I've noticed that when I'm using a scrollRect with cacheAsBitmp, my text is no longer clear and no longer uses the clearType system, despite having embedFonts set to off. If I turn off cacheAsBitmap, then the text renders as expected.
Is this alteration in font rendering technique by design? I don't understand why cacheAsBitmp doesn't just render normally and cache the results. The cached image will be aligned to whole pixels, and frankly, if it wasn't going to be and the colored edges wouldn't look right, then I wouldn't use clearType rendering, but it should be my decision. cacheAsBitmap seems to exhibit this side effect of altering the font rendering technique, but I wasn't expecting it to have such an effect.
And around we go
I think you'll find cacheAsBitmap matches the antialias settings built into Flash.
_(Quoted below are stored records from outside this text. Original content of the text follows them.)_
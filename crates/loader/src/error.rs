//! Error types for loading markup

use thiserror::Error;

pub type Result<T> = std::result::Result<T, LoadError>;

#[derive(Debug, Error)]
pub enum LoadError {
    #[error("XML error: {0}")]
    Xml(#[from] quick_xml::Error),

    #[error("Attribute error: {0}")]
    Attribute(#[from] quick_xml::events::attributes::AttrError),

    #[error("Escape error: {0}")]
    Escape(#[from] quick_xml::escape::EscapeError),

    #[error("Invalid UTF-8: {0}")]
    Utf8(#[from] std::str::Utf8Error),

    #[error("DOM error: {0}")]
    Dom(#[from] dom::DomError),

    #[error("Invalid token {0}")]
    InvalidToken(String),

    #[error("Options error: {0}")]
    Options(#[from] serde_json::Error),
}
ClearType would require OS-level interaction to snap a bitmap capture of the text. Once you tick off that checkbox I'm "fairly sure" flash takes the outlines into its own hands, renders the text and captures the bitmap from its own internal drawing system.
As you know, a bitmap is nothing like a vector. When you enable cAB you surrender the crisp vectors to the speed of a low DPI pixel representation to remove the expensive frame to frame calculations. There has to be some tradeoff and I'm not sure the current monochromatic replacement is any less clear than the interpolated, smoothed ClearType. If anything the monochromatic nature of the built in system adds weight to the characters whereas the summer bevel appearance of ClearType might smooth characters so thin they're hard to read.